8月のWindows Latestによる検証は、一般提供Buildで一般アプリにも同じ機構が働くことを裏づけた。Intel Core i5-13420H搭載の同一PCで、更新後はEpic Games Storeを含む各アプリが目に見えて早く開いたという。だが、記事には反復回数やアプリごとの起動秒数、ばらつきを示す表がない。P-coreとE-coreの周波数変化は機能の作動証拠になる一方、そのまま利用者全体の効果量には置き換えられない。
このため、最大40%と70%はLLPが狙う規模を知る参考値にはなるが、KB5121003の性能保証ではない。起動時間はCPUの世代や冷却条件で変わる。電源モード、ストレージ、アプリの常駐状態にも左右される。発熱や電池持ちについても、短時間でアイドルへ戻る設計上の狙いと、幅広い実機で影響が無視できることは別に確かめなければならない。
一斉配信ではなく、CFRで到着時期がずれる
LLPのアプリ向け有効化にはControlled Feature Rollout(CFR)が使われているとWindows Latestは報じている。Microsoftによれば、CFRは機能を一部の端末から段階的に有効化し、準備が整ったことを確認しながら対象を広げる仕組みだ。KB5121003を入れても、同じ日にすべての24H2/25H2端末で作動するとは限らない。

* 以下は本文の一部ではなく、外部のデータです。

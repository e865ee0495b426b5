//! Per-task Pareto index and parent selection
//!
//! One front per test case. Membership is lexicographic: correctness on the
//! task first, then candidate-level average description length. Dominance
//! counts (how many fronts a candidate sits on) drive the dominance-weighted
//! selection policy.

use crate::{
    archive::CandidateArchive, config::SelectionPolicy, CandidateId, EvaluatedCandidate,
    OptimizerConfig, OptimizerError, OptimizerResult, TestCase, TestCaseId,
};
use rand::distributions::{Distribution, WeightedIndex};
use rand::rngs::StdRng;
use rand::Rng;
use std::collections::{HashMap, HashSet};

/// Whether `a` dominates `b` on test case `task`: correct beats incorrect,
/// and among correct candidates the shorter average description wins. Ties
/// coexist on the front.
pub fn dominates(a: &EvaluatedCandidate, b: &EvaluatedCandidate, task: &str) -> bool {
    let a_correct = a.correct_on(task);
    let b_correct = b.correct_on(task);
    if a_correct && !b_correct {
        return true;
    }
    a_correct && b_correct && a.avg_description_length < b.avg_description_length
}

/// One Pareto front per test case, plus dominance counts
#[derive(Debug)]
pub struct ParetoIndex {
    fronts: HashMap<TestCaseId, HashSet<CandidateId>>,
    dominance_counts: HashMap<CandidateId, usize>,
    test_case_ids: Vec<TestCaseId>,
}

impl ParetoIndex {
    /// Create an index with one empty front per test case
    pub fn new(test_cases: &[TestCase]) -> Self {
        let test_case_ids: Vec<TestCaseId> = test_cases.iter().map(|tc| tc.id.clone()).collect();
        let fronts = test_case_ids
            .iter()
            .map(|id| (id.clone(), HashSet::new()))
            .collect();
        Self {
            fronts,
            dominance_counts: HashMap::new(),
            test_case_ids,
        }
    }

    /// Insert a newly archived candidate into every front it is not
    /// dominated on, evicting the members it dominates. Task fronts are
    /// independent, so update order does not matter. Re-inserting a
    /// candidate that is already on a front is a no-op.
    pub fn update(&mut self, new: &EvaluatedCandidate, archive: &CandidateArchive) {
        for task in &self.test_case_ids {
            let Some(front) = self.fronts.get_mut(task) else {
                continue;
            };

            let dominated_by_existing = front.iter().any(|id| {
                archive
                    .get(id)
                    .map(|member| dominates(member, new, task))
                    .unwrap_or(false)
            });
            if dominated_by_existing {
                continue;
            }

            let evicted: Vec<CandidateId> = front
                .iter()
                .filter(|id| {
                    archive
                        .get(id)
                        .map(|member| dominates(new, member, task))
                        .unwrap_or(false)
                })
                .cloned()
                .collect();
            for id in evicted {
                front.remove(&id);
                if let Some(count) = self.dominance_counts.get_mut(&id) {
                    *count = count.saturating_sub(1);
                }
            }

            if front.insert(new.id().clone()) {
                *self.dominance_counts.entry(new.id().clone()).or_insert(0) += 1;
            }
        }
    }

    /// Front for one test case
    pub fn front(&self, test_case_id: &str) -> Option<&HashSet<CandidateId>> {
        self.fronts.get(test_case_id)
    }

    /// Number of task fronts containing the candidate
    pub fn dominance_count(&self, id: &str) -> usize {
        self.dominance_counts.get(id).copied().unwrap_or(0)
    }

    /// Pick a parent for the next mutation according to the configured
    /// policy. Returns `None` only when the archive is empty.
    pub fn select_parent(
        &self,
        archive: &CandidateArchive,
        config: &OptimizerConfig,
        rng: &mut StdRng,
    ) -> OptimizerResult<Option<CandidateId>> {
        if archive.is_empty() {
            return Ok(None);
        }

        match config.selection_policy {
            SelectionPolicy::Dominance => self.select_by_dominance(archive, config, rng),
            SelectionPolicy::GlobalScore => self.select_by_global_score(archive, config, rng),
        }
    }

    fn select_by_dominance(
        &self,
        archive: &CandidateArchive,
        config: &OptimizerConfig,
        rng: &mut StdRng,
    ) -> OptimizerResult<Option<CandidateId>> {
        // Iterate in archive insertion order so seeded runs replay.
        let contenders: Vec<(&CandidateId, usize)> = archive
            .ids()
            .iter()
            .map(|id| (id, self.dominance_count(id)))
            .filter(|(_, count)| *count > 0)
            .collect();

        if contenders.is_empty() {
            // Only possible before the first successful insertion.
            let index = rng.gen_range(0..archive.size());
            return Ok(Some(archive.ids()[index].clone()));
        }

        let temperature = config.effective_temperature();
        let ids: Vec<&CandidateId> = contenders.iter().map(|(id, _)| *id).collect();
        let scores: Vec<f64> = contenders.iter().map(|(_, c)| *c as f64).collect();
        let id = sample_softmax(&ids, &scores, temperature, rng)?;
        Ok(Some(id))
    }

    fn select_by_global_score(
        &self,
        archive: &CandidateArchive,
        config: &OptimizerConfig,
        rng: &mut StdRng,
    ) -> OptimizerResult<Option<CandidateId>> {
        let mut eligible: Vec<&CandidateId> = archive
            .ids()
            .iter()
            .filter(|id| {
                archive
                    .get(id)
                    .map(|e| e.accuracy >= config.min_accuracy)
                    .unwrap_or(false)
            })
            .collect();
        if eligible.is_empty() {
            eligible = archive.ids().iter().collect();
        }

        let scores: Vec<f64> = eligible
            .iter()
            .map(|id| {
                archive
                    .global_score(id, config.accuracy_weight)
                    .unwrap_or(0.0)
            })
            .collect();

        let temperature = config.effective_temperature();
        let id = sample_softmax(&eligible, &scores, temperature, rng)?;
        Ok(Some(id))
    }
}

fn sample_softmax(
    ids: &[&CandidateId],
    scores: &[f64],
    temperature: f64,
    rng: &mut StdRng,
) -> OptimizerResult<CandidateId> {
    // Shift by the max before exponentiating; large dominance counts would
    // otherwise overflow to infinity and break the distribution.
    let max_score = scores.iter().fold(f64::NEG_INFINITY, |a, &b| a.max(b));
    let weights: Vec<f64> = scores
        .iter()
        .map(|s| ((s - max_score) / temperature).exp())
        .collect();

    let dist = WeightedIndex::new(&weights).map_err(|e| {
        OptimizerError::internal(format!("failed to build selection distribution: {e}"))
    })?;
    Ok(ids[dist.sample(rng)].clone())
}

Windows Centralが5月に報じた時点で、利用者向けのLLPトグルは確認されていなかった。第三者ツールで機能IDを強制的に有効化する方法は存在するものの、通常利用ではCFRの配信を待つ方が安全である。企業のIT管理者にとっても、更新の導入日と機能が実際に有効になった日がずれるため、数台の先行端末だけで全社の効果を判断するのは早い。

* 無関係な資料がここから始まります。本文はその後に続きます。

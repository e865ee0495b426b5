//! Genetic-Pareto search engine for evolving tool descriptions
//!
//! Given a fixed tool inventory and a set of labelled test queries, the
//! engine searches the space of alternative tool descriptions so that an LLM
//! selects the correct tool more often while keeping descriptions short. The
//! mutation operator is itself an LLM call that reflects on failures.
//!
//! The main entry point is [`scheduler::Optimizer`]; progress is reported
//! through an [`events::EventSink`] and the evaluated population accumulates
//! in an unbounded [`archive::CandidateArchive`].

use serde::{Deserialize, Serialize};
use std::collections::BTreeMap;
use thiserror::Error;

pub mod archive;
pub mod config;
pub mod evaluator;
pub mod events;
pub mod mutation;
pub mod pareto;
pub mod scheduler;
pub mod testing;

pub use archive::CandidateArchive;
pub use config::{OptimizerConfig, SelectionPolicy};
pub use events::{EventSink, MemorySink, NullSink, ProgressEvent};
pub use scheduler::{CancelHandle, Optimizer, RunOutcome, RunSummary};

/// Candidate identifier, stable for the lifetime of a run
pub type CandidateId = String;

/// Test case identifier
pub type TestCaseId = String;

/// Engine errors
#[derive(Error, Debug)]
pub enum OptimizerError {
    /// Invalid configuration or inputs, raised before the loop starts
    #[error("invalid configuration: {message}")]
    Config {
        /// Error message
        message: String,
    },

    /// LLM provider failure; contained by the evaluator and mutator
    #[error("provider error: {0}")]
    Provider(#[from] toolevo_gateway::ProviderError),

    /// Unexpected failure in archive/Pareto/scheduler logic
    #[error("internal error: {message}")]
    Internal {
        /// Error message
        message: String,
    },
}

impl OptimizerError {
    pub(crate) fn config(message: impl Into<String>) -> Self {
        Self::Config {
            message: message.into(),
        }
    }

    pub(crate) fn internal(message: impl Into<String>) -> Self {
        Self::Internal {
            message: message.into(),
        }
    }
}

/// Result type for engine operations
pub type OptimizerResult<T> = Result<T, OptimizerError>;

/// A callable tool exposed to the model.
///
/// `description` is the only field the engine ever rewrites; `input_schema`
/// is opaque JSON passed through to the gateway.
#[derive(Debug, Clone, Serialize, Deserialize)]
pub struct Tool {
    pub id: String,
    pub name: String,
    pub description: String,
    pub input_schema: serde_json::Value,
    #[serde(default, skip_serializing_if = "Option::is_none")]
    pub server_id: Option<String>,
}

/// A labelled test query: the model should pick `expected_tool_name` when
/// shown `query`. Immutable for the duration of a run.
#[derive(Debug, Clone, Serialize, Deserialize)]
pub struct TestCase {
    pub id: TestCaseId,
    pub query: String,
    pub expected_tool_name: String,
}

/// One assignment of descriptions to the fixed tool inventory.
///
/// Two candidates differ only in `description` fields. Immutable once
/// created.
#[derive(Debug, Clone, Serialize, Deserialize)]
pub struct Candidate {
    pub id: CandidateId,
    pub tools: Vec<Tool>,
}

impl Candidate {
    /// Mean description length across the inventory, in bytes
    pub fn avg_description_length(&self) -> f64 {
        if self.tools.is_empty() {
            return 0.0;
        }
        let total: usize = self.tools.iter().map(|t| t.description.len()).sum();
        total as f64 / self.tools.len() as f64
    }

    /// Look up a tool by name
    pub fn tool_named(&self, name: &str) -> Option<&Tool> {
        self.tools.iter().find(|t| t.name == name)
    }

    /// Name → description map, sorted by name
    pub fn descriptions(&self) -> BTreeMap<String, String> {
        self.tools
            .iter()
            .map(|t| (t.name.clone(), t.description.clone()))
            .collect()
    }
}

/// Outcome of running one candidate against one test case
#[derive(Debug, Clone, PartialEq, Serialize, Deserialize)]
pub struct EvalResult {
    pub test_case_id: TestCaseId,
    /// Tool the model selected; `None` for plain-text replies and gateway
    /// failures
    pub selected: Option<String>,
    pub expected: String,
    pub correct: bool,
}

/// A candidate together with its full evaluation record
#[derive(Debug, Clone, Serialize, Deserialize)]
pub struct EvaluatedCandidate {
    pub candidate: Candidate,
    /// Fraction of test cases answered correctly, in [0, 1]
    pub accuracy: f64,
    pub avg_description_length: f64,
    pub evaluations: Vec<EvalResult>,
}

impl EvaluatedCandidate {
    /// Candidate id shorthand
    pub fn id(&self) -> &CandidateId {
        &self.candidate.id
    }

    /// Evaluations the candidate got wrong
    pub fn failures(&self) -> impl Iterator<Item = &EvalResult> {
        self.evaluations.iter().filter(|r| !r.correct)
    }

    /// Result for one test case, if evaluated
    pub fn result_for(&self, test_case_id: &str) -> Option<&EvalResult> {
        self.evaluations
            .iter()
            .find(|r| r.test_case_id == test_case_id)
    }

    /// Whether the candidate answered `test_case_id` correctly
    pub fn correct_on(&self, test_case_id: &str) -> bool {
        self.result_for(test_case_id)
            .map(|r| r.correct)
            .unwrap_or(false)
    }

    /// Accuracy restricted to the given test case ids, read from the cached
    /// per-test results
    pub fn subsample_score(&self, test_case_ids: &[TestCaseId]) -> f64 {
        if test_case_ids.is_empty() {
            return 0.0;
        }
        let correct = test_case_ids
            .iter()
            .filter(|id| self.correct_on(id))
            .count();
        correct as f64 / test_case_ids.len() as f64
    }
}

/// Run lifecycle state
#[derive(Debug, Clone, Copy, PartialEq, Eq, Serialize, Deserialize)]
#[serde(rename_all = "lowercase")]
pub enum RunStatus {
    Running,
    Completed,
    Failed,
}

また、「全Windows 11向け」という表現にも注意が要る。KB5121003が直接対象にするのは24H2と25H2で、26H1には別の累積更新が配信されている。LLPが一般アプリへ届いた意義は大きいが、評価を固める材料は、CFRが行き渡った後の機種別起動時間と、バッテリー駆動時を含む消費電力の比較である。そこで待ち時間の短縮が再現できれば、Windows 11の応答改善は体感から測定可能な成果へ変わる。